Turbidity arises in gases or liquids through the presence of dispersed materials. Turbidity can be ascertained by interaction between electromagnetic radiation and the measured medium, for example, either by measuring the weakening in intensity of a light signal which penetrates the medium (turbidimetry), or by measuring the intensity of light which is scattered on the dispersed particles (nephelometry). In the case of nephelometry, the intensity of the scattered light is ascertained at an angle (for example, 90°) to a measuring light beam radiated from an emitter.
The term, “light”, means here and in the following not only electromagnetic radiation of the visible spectral range, but also electromagnetic radiation of any wavelength, especially light in the infrared wavelength range.
In this context, the use of diodes as emitters and detectors is known. In such case, a light-emitting diode for producing a measuring light beam which lies within a suitable wavelength range (e.g. infrared radiation between 800 and 900 nm) is used as an emitter. As a detector, a photodiode can be correspondingly applied, which produces from the received, scattered light a detector signal (for example, a photocurrent or a photovoltage). The signal strength of the detector signal (here the photocurrent level or the level of the photovoltage), depends on the level of the intensity of the light reaching the detector diode, (thus, in the case of nephelometry, the intensity of the scattered light). This, in turn, correlates directly with the particle size and the concentration of the dispersed materials.
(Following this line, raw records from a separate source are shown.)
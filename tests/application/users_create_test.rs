use crate::common;
use crate::setup_test_db_or_skip;
use kurz::application::users::create::{RegisterUserRequest, RegisterUserUseCase};
use kurz::infrastructure::password::Argon2PasswordHasher;
use kurz::infrastructure::repositories::users::PostgresUserRepository;
use kurz::shared::error::AppError;
use serial_test::serial;
use std::sync::Arc;

#[tokio::test]
#[serial]
async fn test_register_user() {
    let pool = setup_test_db_or_skip!();
    common::cleanup_test_db(&pool).await;

    let use_case = RegisterUserUseCase::new(
        Arc::new(PostgresUserRepository::new(pool.clone())),
        Arc::new(Argon2PasswordHasher::new()),
    );

    let user = use_case
        .execute(RegisterUserRequest {
            login: "new_user".to_string(),
            password: "password123".to_string(),
        })
        .await
        .expect("Failed to register user");

    assert_eq!(user.login, "new_user");
    assert!(!user.disabled);
    assert!(user.refresh_token.is_empty());
    assert!(user.password_hash.starts_with("$argon2"));
}

#[tokio::test]
#[serial]
async fn test_register_duplicate_login() {
    let pool = setup_test_db_or_skip!();
    common::cleanup_test_db(&pool).await;

    let use_case = RegisterUserUseCase::new(
        Arc::new(PostgresUserRepository::new(pool.clone())),
        Arc::new(Argon2PasswordHasher::new()),
    );

    let req = || RegisterUserRequest {
        login: "new_user".to_string(),
        password: "password123".to_string(),
    };
    use_case.execute(req()).await.expect("First registration failed");

    let result = use_case.execute(req()).await;
    assert!(matches!(result, Err(AppError::LoginTaken)));
}
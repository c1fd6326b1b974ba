#[path = "../common/mod.rs"]
#[macro_use]
pub mod common;

pub mod health;
use crate::application::links::resolve::ResolveLinkUseCase;
use crate::domain::links::LinkRepository;
use crate::infrastructure::repositories::links::PostgresLinkRepository;
use crate::infrastructure::state::AppState;
use crate::shared::error::{AppError, ErrorResponse};
use axum::{
    extract::{Path, State},
    response::Redirect,
};
use std::sync::Arc;

/// Public redirect endpoint. No authentication: anyone holding a short key
/// may follow it. Each hit counts as a view.
#[utoipa::path(
    get,
    path = "/r/{key}",
    params(("key" = String, Path, description = "Short key")),
    responses(
        (status = 307, description = "Redirect to the original URL"),
        (status = 404, description = "Unknown or disabled key", body = ErrorResponse)
    ),
    tag = "redirect"
)]
pub async fn resolve(
    State(state): State<AppState>,
    Path(key): Path<String>,
) -> Result<Redirect, AppError> {
    let link_repo =
        Arc::new(PostgresLinkRepository::new(state.pool.clone())) as Arc<dyn LinkRepository>;
    let use_case = ResolveLinkUseCase::new(link_repo);

    let link = use_case.execute(&key).await?;

    Ok(Redirect::temporary(&link.original_url))
}
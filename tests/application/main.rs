#[path = "../common/mod.rs"]
#[macro_use]
pub mod common;

pub mod auth_login_test;
pub mod auth_refresh_test;
pub mod links_create_test;
pub mod users_create_test;
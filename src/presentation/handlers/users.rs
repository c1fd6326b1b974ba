use crate::application::users::create::{RegisterUserRequest, RegisterUserUseCase};
use crate::application::users::disable::DisableUserUseCase;
use crate::domain::users::{User, UserRepository};
use crate::infrastructure::repositories::users::PostgresUserRepository;
use crate::infrastructure::state::AppState;
use crate::presentation::extractors::AuthUser;
use crate::shared::error::{AppError, ErrorResponse};
use crate::shared::response::ApiResponse;
use crate::shared::validation::ValidatedJson;
use axum::{Json, extract::State, http::StatusCode, response::IntoResponse};
use std::sync::Arc;

/// Register a new user
#[utoipa::path(
    post,
    path = "/users",
    request_body = RegisterUserRequest,
    responses(
        (status = 201, description = "User created", body = ApiResponse<User>),
        (status = 400, description = "Login already taken", body = ErrorResponse),
        (status = 422, description = "Validation error", body = ErrorResponse)
    ),
    tag = "users"
)]
pub async fn register_user(
    State(state): State<AppState>,
    ValidatedJson(req): ValidatedJson<RegisterUserRequest>,
) -> Result<impl IntoResponse, AppError> {
    let user_repo =
        Arc::new(PostgresUserRepository::new(state.pool.clone())) as Arc<dyn UserRepository>;
    let use_case = RegisterUserUseCase::new(user_repo, state.password.clone());

    let user = use_case.execute(req).await?;

    Ok((StatusCode::CREATED, Json(ApiResponse::new(user))))
}

/// Get the current user
#[utoipa::path(
    get,
    path = "/users/me",
    responses(
        (status = 200, description = "Current user", body = ApiResponse<User>),
        (status = 401, description = "Unauthorized", body = ErrorResponse)
    ),
    security(("bearer_auth" = [])),
    tag = "users"
)]
pub async fn get_me(AuthUser(user): AuthUser) -> Result<impl IntoResponse, AppError> {
    Ok((StatusCode::OK, Json(ApiResponse::new(user))))
}

/// Disable the current user
#[utoipa::path(
    delete,
    path = "/users/me",
    responses(
        (status = 204, description = "User disabled"),
        (status = 401, description = "Unauthorized", body = ErrorResponse)
    ),
    security(("bearer_auth" = [])),
    tag = "users"
)]
pub async fn disable_me(
    State(state): State<AppState>,
    AuthUser(user): AuthUser,
) -> Result<impl IntoResponse, AppError> {
    let user_repo =
        Arc::new(PostgresUserRepository::new(state.pool.clone())) as Arc<dyn UserRepository>;
    let use_case = DisableUserUseCase::new(user_repo);

    use_case.execute(user.id).await?;

    Ok(StatusCode::NO_CONTENT)
}
use crate::domain::links::{Link, LinkRepository};
use crate::shared::error::AppError;
use std::sync::Arc;

/// Fetch a single link by short key, scoped to its owner. Disabled links
/// are indistinguishable from absent ones.
pub struct GetLinkUseCase {
    link_repo: Arc<dyn LinkRepository>,
}

impl GetLinkUseCase {
    pub fn new(link_repo: Arc<dyn LinkRepository>) -> Self {
        Self { link_repo }
    }

    pub async fn execute(&self, key: &str, user_id: i64) -> Result<Link, AppError> {
        self.link_repo
            .find_by_key_for_user(key, user_id)
            .await
            .map_err(AppError::Internal)?
            .ok_or(AppError::NotFound)
    }
}
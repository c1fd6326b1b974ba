use crate::shared::error::AppError;
use axum::{
    Json,
    extract::{FromRequest, Request},
};
use serde::de::DeserializeOwned;
use validator::Validate;

#[derive(Debug, Clone, Copy, Default)]
pub struct ValidatedJson<T>(pub T);

impl<T, S> FromRequest<S> for ValidatedJson<T>
where
    T: DeserializeOwned + Validate,
    S: Send + Sync,
{
    type Rejection = AppError;

    async fn from_request(req: Request, state: &S) -> Result<Self, Self::Rejection> {
        let Json(value) = Json::<T>::from_request(req, state)
            .await
            .map_err(|e| AppError::Validation(e.to_string()))?;

        value
            .validate()
            .map_err(|e| AppError::Validation(e.to_string()))?;

        Ok(ValidatedJson(value))
    }
}
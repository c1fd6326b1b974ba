use crate::application::auth::token_utils::{TokenResponse, hash_token, issue_tokens};
use crate::domain::tokens::{TokenCodec, TokenType};
use crate::domain::users::UserRepository;
use crate::shared::error::AppError;
use serde::Deserialize;
use std::sync::Arc;
use validator::Validate;

#[derive(Debug, Deserialize, Validate, utoipa::ToSchema)]
pub struct RefreshTokenRequest {
    // An empty string is a missing credential, not a validation problem;
    // the use case rejects it before decoding.
    #[serde(default)]
    pub refresh_token: String,
}

pub type RefreshTokenResponse = TokenResponse;

pub struct RefreshTokenUseCase {
    user_repo: Arc<dyn UserRepository>,
    tokens: Arc<dyn TokenCodec>,
    access_token_expiry: i64,
    refresh_token_expiry: i64,
}

impl RefreshTokenUseCase {
    pub fn new(
        user_repo: Arc<dyn UserRepository>,
        tokens: Arc<dyn TokenCodec>,
        access_token_expiry: i64,
        refresh_token_expiry: i64,
    ) -> Self {
        Self {
            user_repo,
            tokens,
            access_token_expiry,
            refresh_token_expiry,
        }
    }

    #[tracing::instrument(skip(self, req))]
    pub async fn execute(
        &self,
        req: RefreshTokenRequest,
    ) -> Result<RefreshTokenResponse, AppError> {
        if req.refresh_token.is_empty() {
            return Err(AppError::MissingCredential);
        }

        let claims = self.tokens.decode(&req.refresh_token)?;

        if claims.token_type != TokenType::Refresh {
            return Err(AppError::TokenTypeMismatch);
        }

        let user = self
            .user_repo
            .find_by_id(claims.user_id()?)
            .await
            .map_err(AppError::Internal)?
            .ok_or(AppError::InvalidCredentials)?;

        // Store cross-check: only the most recently issued refresh token is
        // live. A superseded one fails here even while its signature and
        // expiry are still valid.
        if user.refresh_token != hash_token(&req.refresh_token) {
            return Err(AppError::RefreshTokenStale);
        }

        issue_tokens(
            user.id,
            &self.tokens,
            &self.user_repo,
            self.access_token_expiry,
            self.refresh_token_expiry,
        )
        .await
    }
}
From the detector signal, a turbidity value can thus be determined for the measured medium to be examined. Because of the multiple scattering in turbid media, this turbidity value does not depend linearly on the concentration of the dispersed materials, (referred to in the following as “solids concentration”). Consequently, in order to be able to assign a solids concentration to a turbidity value, a calibration must be performed, for example, by means of comparison with a standard solution.
In the case of turbidity measurements in highly turbid measured media—for example, in slurries of a clarification plant—disturbances of the measuring—such as, for example, those caused by fouling of the turbidity sensor or by component fluctuations—can bring about corruption of the measurement results.
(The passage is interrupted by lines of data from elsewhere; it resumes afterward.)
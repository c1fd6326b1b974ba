use crate::common;
use crate::setup_test_db_or_skip;
use kurz::application::auth::login::{LoginRequest, LoginUseCase};
use kurz::application::auth::token_utils::hash_token;
use kurz::domain::users::UserRepository;
use kurz::infrastructure::password::Argon2PasswordHasher;
use kurz::infrastructure::repositories::users::PostgresUserRepository;
use kurz::shared::error::AppError;
use serial_test::serial;
use std::sync::Arc;

#[tokio::test]
#[serial]
async fn test_login_success() {
    let pool = setup_test_db_or_skip!();
    common::cleanup_test_db(&pool).await;

    let user = common::register_test_user(&pool, "login_user", "password123").await;

    let user_repo = Arc::new(PostgresUserRepository::new(pool.clone()));
    let use_case = LoginUseCase::new(
        user_repo.clone(),
        common::create_test_codec(),
        Arc::new(Argon2PasswordHasher::new()),
        900,
        172800,
    );

    let response = use_case
        .execute(LoginRequest {
            login: "login_user".to_string(),
            password: "password123".to_string(),
        })
        .await
        .expect("Login failed");

    assert!(!response.access_token.is_empty());
    assert!(!response.refresh_token.is_empty());
    assert_eq!(response.token_type, "Bearer");

    // The refresh token digest landed on the user row
    let stored = user_repo.find_by_id(user.id).await.unwrap().unwrap();
    assert_eq!(stored.refresh_token, hash_token(&response.refresh_token));
}

#[tokio::test]
#[serial]
async fn test_login_invalid_credentials() {
    let pool = setup_test_db_or_skip!();
    common::cleanup_test_db(&pool).await;

    let use_case = LoginUseCase::new(
        Arc::new(PostgresUserRepository::new(pool.clone())),
        common::create_test_codec(),
        Arc::new(Argon2PasswordHasher::new()),
        900,
        172800,
    );

    let result = use_case
        .execute(LoginRequest {
            login: "nonexistent".to_string(),
            password: "password123".to_string(),
        })
        .await;

    assert!(matches!(result, Err(AppError::InvalidCredentials)));
}

#[tokio::test]
#[serial]
async fn test_login_wrong_password_matches_unknown_user() {
    let pool = setup_test_db_or_skip!();
    common::cleanup_test_db(&pool).await;

    common::register_test_user(&pool, "login_user", "password123").await;

    let use_case = LoginUseCase::new(
        Arc::new(PostgresUserRepository::new(pool.clone())),
        common::create_test_codec(),
        Arc::new(Argon2PasswordHasher::new()),
        900,
        172800,
    );

    let wrong_password = use_case
        .execute(LoginRequest {
            login: "login_user".to_string(),
            password: "wrong".to_string(),
        })
        .await;
    let unknown_user = use_case
        .execute(LoginRequest {
            login: "who".to_string(),
            password: "password123".to_string(),
        })
        .await;

    // Same outcome either way, so login cannot enumerate accounts
    assert!(matches!(wrong_password, Err(AppError::InvalidCredentials)));
    assert!(matches!(unknown_user, Err(AppError::InvalidCredentials)));
}

#[tokio::test]
#[serial]
async fn test_login_disabled_user() {
    let pool = setup_test_db_or_skip!();
    common::cleanup_test_db(&pool).await;

    let user = common::register_test_user(&pool, "login_user", "password123").await;
    let user_repo = Arc::new(PostgresUserRepository::new(pool.clone()));
    user_repo.disable(user.id).await.unwrap();

    let use_case = LoginUseCase::new(
        user_repo,
        common::create_test_codec(),
        Arc::new(Argon2PasswordHasher::new()),
        900,
        172800,
    );

    let result = use_case
        .execute(LoginRequest {
            login: "login_user".to_string(),
            password: "password123".to_string(),
        })
        .await;

    assert!(matches!(result, Err(AppError::InvalidCredentials)));
}
use crate::domain::links::{InsertLinkError, KeyGenerator, Link, LinkRepository, NewLink};
use crate::shared::error::AppError;
use serde::Deserialize;
use std::sync::Arc;
use utoipa::ToSchema;
use validator::Validate;

/// How many candidate keys to try before giving up. A policy knob, not a
/// correctness requirement: the key space is large relative to any
/// realistic table size.
const MAX_KEY_ATTEMPTS: u32 = 5;

#[derive(Debug, Deserialize, Validate, ToSchema)]
pub struct CreateLinkRequest {
    #[validate(url(message = "Original URL must be a valid URL"))]
    #[schema(example = "https://example.com/some/long/path")]
    pub original_url: String,
}

pub struct CreateLinkUseCase {
    link_repo: Arc<dyn LinkRepository>,
    keys: Arc<dyn KeyGenerator>,
}

impl CreateLinkUseCase {
    pub fn new(link_repo: Arc<dyn LinkRepository>, keys: Arc<dyn KeyGenerator>) -> Self {
        Self { link_repo, keys }
    }

    /// Optimistic insert-and-retry: no existence pre-check, the store's
    /// uniqueness constraint reports collisions and we retry with a fresh
    /// candidate until the budget runs out.
    #[tracing::instrument(skip(self, req))]
    pub async fn execute(&self, req: CreateLinkRequest, user_id: i64) -> Result<Link, AppError> {
        let mut attempts = MAX_KEY_ATTEMPTS;

        loop {
            let key = self.keys.generate();
            let new_link = NewLink {
                short_key: key,
                original_url: req.original_url.clone(),
                user_id,
            };

            match self.link_repo.insert(new_link).await {
                Ok(link) => return Ok(link),
                Err(InsertLinkError::DuplicateKey) => {
                    attempts -= 1;
                    if attempts == 0 {
                        return Err(AppError::KeyGenerationFailed);
                    }
                    tracing::debug!(attempts_left = attempts, "short key collision, retrying");
                }
                Err(InsertLinkError::Other(e)) => return Err(AppError::Internal(e)),
            }
        }
    }
}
In the case of known methods for turbidity measurement, the use of two or more measuring paths serves to compensate for fouling of the measuring optics or for component fluctuations. Such method are described, for example, in DE 42 32.957 C2, DE 41 42 938 C2 and U.S. Pat. No. 5,140,168.
The turbidity measurement method described in these documents functions according to the four beam, alternating light principle. The sensor applied in such case possesses two emitters and detectors, which, in each case, lie opposite one another. When the emitters are operated one after the other, the two detectors in each case first receive two light signals (which are changed through interaction with the measured medium) from the first emitter and, thereafter, two corresponding signals from the second emitter. The detectors convert the received signals into detector signals, for example, into a photovoltage or a photocurrent. From the detector signals or from values derived therefrom, a turbidity value is ascertained.
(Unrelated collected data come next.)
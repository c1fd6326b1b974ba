use crate::common;
use crate::setup_test_db_or_skip;
use kurz::application::auth::login::{LoginRequest, LoginUseCase};
use kurz::application::auth::refresh::{RefreshTokenRequest, RefreshTokenUseCase};
use kurz::application::auth::token_utils::TokenResponse;
use kurz::infrastructure::password::Argon2PasswordHasher;
use kurz::infrastructure::repositories::users::PostgresUserRepository;
use kurz::shared::error::AppError;
use serial_test::serial;
use sqlx::PgPool;
use std::sync::Arc;

async fn login(pool: &PgPool, login: &str, password: &str) -> TokenResponse {
    LoginUseCase::new(
        Arc::new(PostgresUserRepository::new(pool.clone())),
        common::create_test_codec(),
        Arc::new(Argon2PasswordHasher::new()),
        900,
        172800,
    )
    .execute(LoginRequest {
        login: login.to_string(),
        password: password.to_string(),
    })
    .await
    .expect("Login failed")
}

fn refresh_use_case(pool: &PgPool) -> RefreshTokenUseCase {
    RefreshTokenUseCase::new(
        Arc::new(PostgresUserRepository::new(pool.clone())),
        common::create_test_codec(),
        900,
        172800,
    )
}

#[tokio::test]
#[serial]
async fn test_refresh_rotates_and_invalidates_predecessor() {
    let pool = setup_test_db_or_skip!();
    common::cleanup_test_db(&pool).await;

    common::register_test_user(&pool, "refresh_user", "password123").await;
    let t1 = login(&pool, "refresh_user", "password123").await;

    let use_case = refresh_use_case(&pool);

    let t2 = use_case
        .execute(RefreshTokenRequest {
            refresh_token: t1.refresh_token.clone(),
        })
        .await
        .expect("First refresh failed");
    assert_ne!(t2.refresh_token, t1.refresh_token);

    // Replaying the superseded token is stale, not merely invalid
    let replay = use_case
        .execute(RefreshTokenRequest {
            refresh_token: t1.refresh_token,
        })
        .await;
    assert!(matches!(replay, Err(AppError::RefreshTokenStale)));

    // The fresh one still works
    let t3 = use_case
        .execute(RefreshTokenRequest {
            refresh_token: t2.refresh_token,
        })
        .await;
    assert!(t3.is_ok());
}

#[tokio::test]
#[serial]
async fn test_login_supersedes_outstanding_refresh_token() {
    let pool = setup_test_db_or_skip!();
    common::cleanup_test_db(&pool).await;

    common::register_test_user(&pool, "refresh_user", "password123").await;
    let t1 = login(&pool, "refresh_user", "password123").await;
    // A second login rotates the stored digest as well
    let _t2 = login(&pool, "refresh_user", "password123").await;

    let result = refresh_use_case(&pool)
        .execute(RefreshTokenRequest {
            refresh_token: t1.refresh_token,
        })
        .await;
    assert!(matches!(result, Err(AppError::RefreshTokenStale)));
}

#[tokio::test]
#[serial]
async fn test_refresh_rejects_access_token() {
    let pool = setup_test_db_or_skip!();
    common::cleanup_test_db(&pool).await;

    common::register_test_user(&pool, "refresh_user", "password123").await;
    let t1 = login(&pool, "refresh_user", "password123").await;

    let result = refresh_use_case(&pool)
        .execute(RefreshTokenRequest {
            refresh_token: t1.access_token,
        })
        .await;
    assert!(matches!(result, Err(AppError::TokenTypeMismatch)));
}

#[tokio::test]
#[serial]
async fn test_refresh_rejects_empty_token() {
    let pool = setup_test_db_or_skip!();
    common::cleanup_test_db(&pool).await;

    let result = refresh_use_case(&pool)
        .execute(RefreshTokenRequest {
            refresh_token: String::new(),
        })
        .await;
    assert!(matches!(result, Err(AppError::MissingCredential)));
}
use crate::domain::tokens::{TokenCodec, TokenType};
use crate::domain::users::UserRepository;
use crate::shared::error::AppError;
use serde::Serialize;
use sha2::{Digest, Sha256};
use std::sync::Arc;
use utoipa::ToSchema;

/// Common response structure for token operations
#[derive(Debug, Serialize, ToSchema)]
pub struct TokenResponse {
    pub access_token: String,
    pub refresh_token: String,
    pub token_type: String,
}

/// Generate SHA-256 hash of a token string
pub fn hash_token(token: &str) -> String {
    let mut hasher = Sha256::new();
    hasher.update(token.as_bytes());
    format!("{:x}", hasher.finalize())
}

/// Mint a fresh access/refresh pair and persist the refresh token's digest
/// on the user record. Overwriting the stored digest is the sole revocation
/// mechanism: whatever refresh token was live before dies here.
pub async fn issue_tokens(
    user_id: i64,
    codec: &Arc<dyn TokenCodec>,
    user_repo: &Arc<dyn UserRepository>,
    access_token_expiry: i64,
    refresh_token_expiry: i64,
) -> Result<TokenResponse, AppError> {
    let access_token = codec.encode(TokenType::Access, user_id, access_token_expiry)?;
    let refresh_token = codec.encode(TokenType::Refresh, user_id, refresh_token_expiry)?;

    let updated = user_repo
        .update_refresh_token(user_id, &hash_token(&refresh_token))
        .await
        .map_err(AppError::Internal)?;
    if !updated {
        // The user vanished or was disabled between lookup and update.
        return Err(AppError::InvalidCredentials);
    }

    Ok(TokenResponse {
        access_token,
        refresh_token,
        token_type: "Bearer".to_string(),
    })
}
pub mod links;
pub mod password;
pub mod tokens;
pub mod users;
In such case, a detector can receive a light signal which travels to the detector from an emitter along a direct propagation path, and the signal's intensity is weakened only by light losses from scattering. A detector can, however, also receive from an emitter along an indirect propagation path a light signal which has been scattered on dispersed particles of the measured medium.
A measuring of the turbidity of a measured medium according to the four beam, alternating light method thus includes a sequential excitation of the emitters, a producing of detector signals by the two detectors, and the ascertaining of a turbidity value from the detector signals.
For ascertaining the turbidity value, in the method described in the previously named documents, the signals, in each case, obtained along a direct propagation path upon excitation, in each case, of one of the emitters are multiplied with one another, and the resulting product divided by the product of the detector signals obtained along the indirect propagation path, in order to form a ratio. This ratio is a measure for the turbidity, and thus for the concentration of dispersed particles. In the concrete case of a suspension of solid particles in a liquid or gaseous medium, the concentration of dispersed particles is also called the “solids concentration”. Through this evaluation of the detector signals, component fluctuations or disturbances from fouling of the sensor can, up to a certain degree, be eliminated. Consequently, the four beam, alternating light method is, up to a certain degree, insensitive to such disturbances.
On the other hand, the low sensitivity of the turbidity value ascertained by means of the four beam, alternating light method to disturbances has the affect, that a self-diagnosis of the turbidity sensor on the basis this turbidity value leads only to inexact results, since only larger disturbances of the components or strong foulings make themselves noticeable in the turbidity value.
The sensor described in DE 41 42 938 C2 for turbidity measurements according to the four beam, alternating light method can, therefore, be checked between turbidity measurements with regard to the functioning of the light emitters and the light receivers. This reviewing cannot, however, occur during the measurement operation of the sensor, and, thus, also cannot be taken into consideration for an immediate plausibility checking of an ascertained turbidity value.